### What to work on:
Within the data below, copy each line where the string "struct" is found.

### Exercise data:
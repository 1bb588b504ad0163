//! Push-event listener.
//!
//! Devices that received our event port in a control request send JSON
//! datagrams to it whenever their state changes. Each datagram becomes a
//! partial update carrying only the fields it names.

use std::net::SocketAddr;
use serde::Deserialize;
use thiserror::Error;
use tokio::net::UdpSocket;
use tokio_util::sync::CancellationToken;
use anyhow::Result;
use shared::types::{DeviceDelta, DeviceUpdate, Power};
use crate::control::{ControlClient, ControlEndpoint};
use crate::registry::RegistryHandle;
use crate::ssdp::TransportError;

const MAX_DATAGRAM: usize = 65_536;

#[derive(Debug, Error)]
pub enum EventError {
    #[error("invalid event payload: {0}")]
    Decode(#[from] serde_json::Error),

    #[error("event has no device_id")]
    MissingId,
}

#[derive(Debug, Deserialize)]
struct EventEnvelope {
    #[serde(default)]
    device_id: String,
    #[serde(default)]
    main: Option<ZoneEvent>,
    #[serde(default)]
    netusb: Option<NetusbEvent>,
}

#[derive(Debug, Default, Deserialize)]
struct ZoneEvent {
    power: Option<Power>,
    volume: Option<u8>,
    mute: Option<bool>,
    input: Option<String>,
}

/// Source markers we recognize but do not merge.
#[derive(Debug, Default, Deserialize)]
struct NetusbEvent {
    play_time: Option<i64>,
    play_info_updated: Option<bool>,
    list_info_updated: Option<bool>,
    account_updated: Option<bool>,
    play_error: Option<i64>,
}

impl NetusbEvent {
    fn has_markers(&self) -> bool {
        self.play_time.is_some()
            || self.play_info_updated.is_some()
            || self.list_info_updated.is_some()
            || self.account_updated.is_some()
            || self.play_error.is_some()
    }
}

/// Decode one datagram. `Ok(None)` means the event is valid but carries
/// nothing to merge.
pub fn decode_event(data: &[u8]) -> Result<Option<DeviceDelta>, EventError> {
    let envelope: EventEnvelope = serde_json::from_slice(data)?;
    if envelope.device_id.is_empty() {
        return Err(EventError::MissingId);
    }

    if let Some(netusb) = &envelope.netusb {
        if netusb.has_markers() {
            tracing::debug!(
                "Discarding netusb markers from {} (play_time {:?})",
                envelope.device_id,
                netusb.play_time
            );
        }
    }

    let mut delta = DeviceDelta::new(envelope.device_id);
    if let Some(main) = envelope.main {
        delta.power = main.power;
        delta.volume = main.volume;
        delta.mute = main.mute;
        delta.input = main.input;
    }

    if delta.is_empty() {
        return Ok(None);
    }
    Ok(Some(delta))
}

/// Events name a new input without its display text. Re-poll the status so
/// both change together; when the poll fails the input change is dropped.
async fn complete_input_change(
    mut delta: DeviceDelta,
    registry: &RegistryHandle,
    control: &ControlClient,
) -> DeviceDelta {
    let snapshot = registry.snapshot();
    let Some(entry) = snapshot.get(&delta.id) else {
        return delta;
    };

    let status = match ControlEndpoint::from_device(&entry.device) {
        Ok(endpoint) => control.get_status(&endpoint).await,
        Err(e) => Err(e),
    };
    match status {
        Ok(status) => {
            delta.input = Some(status.input);
            delta.input_text = Some(status.input_text);
        }
        Err(e) => {
            tracing::warn!("Dropping input change for {}, status poll failed: {}", delta.id, e);
            delta.input = None;
        }
    }
    delta
}

pub struct EventListener {
    socket: UdpSocket,
}

impl EventListener {
    /// Bind the event socket. Port 0 lets the OS choose.
    pub async fn bind(addr: SocketAddr) -> Result<Self, TransportError> {
        let socket = UdpSocket::bind(addr).await.map_err(TransportError::Bind)?;
        Ok(Self { socket })
    }

    pub fn local_addr(&self) -> Result<SocketAddr, TransportError> {
        self.socket.local_addr().map_err(TransportError::Bind)
    }

    /// The port to advertise to devices.
    pub fn port(&self) -> u16 {
        self.local_addr().map(|addr| addr.port()).unwrap_or(0)
    }

    /// Receive loop. Malformed events are logged and skipped; a receive
    /// error or cancellation ends the loop and closes the socket. After a
    /// receive error `control` stops advertising the event port.
    pub async fn run(
        self,
        registry: RegistryHandle,
        control: ControlClient,
        cancel: CancellationToken,
    ) -> Result<()> {
        tracing::info!("Listening for device events on {:?}", self.local_addr().ok());
        let mut buf = vec![0u8; MAX_DATAGRAM];

        loop {
            tokio::select! {
                received = self.socket.recv_from(&mut buf) => {
                    let (len, src) = match received {
                        Ok(r) => r,
                        Err(e) => {
                            tracing::error!(
                                "Event socket receive failed, no longer receiving device events: {}",
                                e
                            );
                            control.stop_event_subscription();
                            break;
                        }
                    };
                    tracing::trace!("Received {} byte event from {}", len, src);

                    match decode_event(&buf[..len]) {
                        Ok(Some(mut delta)) => {
                            if delta.input.is_some() {
                                delta = complete_input_change(delta, &registry, &control).await;
                            }
                            if !delta.is_empty() {
                                registry.apply(DeviceUpdate::Partial(delta)).await?;
                            }
                        }
                        Ok(None) => {}
                        Err(e) => {
                            tracing::warn!(
                                "Discarding malformed event from {}: {} (payload {:?})",
                                src,
                                e,
                                String::from_utf8_lossy(&buf[..len])
                            );
                        }
                    }
                }
                _ = cancel.cancelled() => {
                    tracing::info!("Event listener shutting down");
                    break;
                }
            }
        }

        Ok(())
    }
}
//! Per-page extraction in an isolated browser session.

use async_trait::async_trait;

use crate::error::Result;
use crate::models::{BrowserConfig, ResultRecord};
use crate::pipeline::{CommentFilter, EnrichContext, Enricher};
use crate::services::browser::{BrowserDriver, Site, parse_eval_output};

/// Opens, waits on, extracts from and closes one session per record.
pub struct BrowserEnricher<D> {
    driver: D,
    filter: CommentFilter,
    wait_ms: u64,
    body_chars: usize,
}

impl<D: BrowserDriver> BrowserEnricher<D> {
    pub fn new(driver: D, config: &BrowserConfig, comment_chars: usize) -> Self {
        Self {
            driver,
            filter: CommentFilter::new(&config.comment_filter, comment_chars),
            wait_ms: config.wait_ms,
            body_chars: config.body_chars,
        }
    }

    pub fn session_name(index: usize) -> String {
        format!("enrich-{index}")
    }

    async fn extract(&self, session: &str, record: &mut ResultRecord, ctx: &EnrichContext) -> Result<()> {
        let site = Site::detect(&record.url);
        log::debug!("{} extracting {} page {}", session, site.label(), record.url);

        let wait = self.wait_ms.to_string();
        let script = site.extractor_js(ctx.max_comments, self.body_chars);

        self.driver.run(session, &["open", record.url.as_str()]).await?;
        self.driver.run(session, &["wait", wait.as_str()]).await?;
        let raw = self.driver.run(session, &["eval", script.as_str()]).await?;

        match parse_eval_output(&raw) {
            Ok(extract) => {
                extract.merge_into(record, &self.filter, ctx.max_comments, self.body_chars)
            }
            Err(excerpt) => {
                log::warn!("Could not parse extraction for {}", record.url);
                record.community = Some(site.label().to_string());
                record.error = Some("parse_failed".to_string());
                record.raw_excerpt = Some(excerpt);
            }
        }
        Ok(())
    }
}

#[async_trait]
impl<D: BrowserDriver> Enricher for BrowserEnricher<D> {
    async fn enrich(&self, record: &mut ResultRecord, ctx: &EnrichContext) -> Result<()> {
        let session = Self::session_name(ctx.index);
        let result = self.extract(&session, record, ctx).await;

        // released on every path
        if let Err(e) = self.driver.run(&session, &["close"]).await {
            log::debug!("Closing {} failed: {}", session, e);
        }
        result
    }
}

#[cfg(test)]
mod tests {
    use std::sync::Mutex;
    use std::sync::atomic::{AtomicUsize, Ordering};

    use super::*;
    use crate::error::AppError;
    use crate::pipeline::{EnrichOptions, enrich};
    use crate::services::browser::PageSeed;

    /// Scripted driver: behavior is keyed on the page URL.
    #[derive(Default)]
    struct FakeDriver {
        calls: Mutex<Vec<(String, String)>>,
        pages: Mutex<Vec<(String, String)>>,
        open_sessions: AtomicUsize,
    }

    impl FakeDriver {
        fn closes(&self) -> Vec<String> {
            self.calls
                .lock()
                .unwrap()
                .iter()
                .filter(|(_, action)| action == "close")
                .map(|(session, _)| session.clone())
                .collect()
        }

        fn page_of(&self, session: &str) -> String {
            self.pages
                .lock()
                .unwrap()
                .iter()
                .find(|(s, _)| s == session)
                .map(|(_, url)| url.clone())
                .unwrap_or_default()
        }
    }

    #[async_trait]
    impl BrowserDriver for FakeDriver {
        async fn run(&self, session: &str, args: &[&str]) -> Result<String> {
            let action = args[0].to_string();
            self.calls
                .lock()
                .unwrap()
                .push((session.to_string(), action.clone()));

            match action.as_str() {
                "open" => {
                    self.open_sessions.fetch_add(1, Ordering::SeqCst);
                    self.pages
                        .lock()
                        .unwrap()
                        .push((session.to_string(), args[1].to_string()));
                    if args[1].contains("unreachable") {
                        return Err(AppError::browser(session, "net::ERR_NAME_NOT_RESOLVED"));
                    }
                    Ok("ok".into())
                }
                "wait" => Ok(String::new()),
                "eval" => {
                    let url = self.page_of(session);
                    if url.contains("garbled") {
                        return Ok("Uncaught TypeError: cannot read properties".into());
                    }
                    let payload = serde_json::json!({
                        "site": "dev.to",
                        "url": url,
                        "title": format!("Article at {url}"),
                        "author": "alice",
                        "body": "Token buckets smooth bursts.",
                        "comments": [
                            {"author": "bob", "text": "Nice"},
                            {"author": "carol", "text": "We do the same"}
                        ]
                    });
                    Ok(serde_json::to_string(&payload.to_string()).unwrap())
                }
                "close" => {
                    self.open_sessions.fetch_sub(1, Ordering::SeqCst);
                    Ok(String::new())
                }
                other => Err(AppError::browser(session, format!("unexpected {other}"))),
            }
        }

        async fn version(&self) -> Result<String> {
            Ok("agent-browser (fake)".into())
        }
    }

    fn records(urls: &[&str]) -> Vec<ResultRecord> {
        urls.iter()
            .map(|url| PageSeed::from_url(*url).into_record())
            .collect()
    }

    #[tokio::test]
    async fn test_sessions_always_closed() {
        let driver = FakeDriver::default();
        let config = BrowserConfig {
            wait_ms: 0,
            ..BrowserConfig::default()
        };
        let enricher = BrowserEnricher::new(driver, &config, 300);
        let input = records(&[
            "https://dev.to/a/ok",
            "https://unreachable.example/x",
            "https://garbled.example/y",
        ]);

        let out = enrich(input, &enricher, &EnrichOptions::new(1, 2)).await;

        assert_eq!(out.len(), 3);
        let mut closed = enricher.driver.closes();
        closed.sort();
        assert_eq!(closed, vec!["enrich-0", "enrich-1", "enrich-2"]);
        assert_eq!(enricher.driver.open_sessions.load(Ordering::SeqCst), 0);

        let ok = &out[0];
        assert_eq!(ok.title, "Article at https://dev.to/a/ok");
        assert_eq!(ok.author, "alice");
        assert_eq!(ok.comments.len(), 1);
        assert_eq!(ok.comments[0].author, "bob");
        assert!(ok.error.is_none());

        let failed = &out[1];
        assert!(failed.error.as_deref().unwrap().contains("ERR_NAME_NOT_RESOLVED"));
        assert!(failed.comments.is_empty());

        let garbled = &out[2];
        assert_eq!(garbled.error.as_deref(), Some("parse_failed"));
        assert!(
            garbled
                .raw_excerpt
                .as_deref()
                .unwrap()
                .starts_with("Uncaught TypeError")
        );
    }

    #[test]
    fn test_session_names_follow_index() {
        assert_eq!(BrowserEnricher::<FakeDriver>::session_name(7), "enrich-7");
    }
}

### Answer:
struct EventEnvelope {
struct ZoneEvent {
struct NetusbEvent {
pub struct EventListener {
pub struct BrowserEnricher<D> {
    struct FakeDriver {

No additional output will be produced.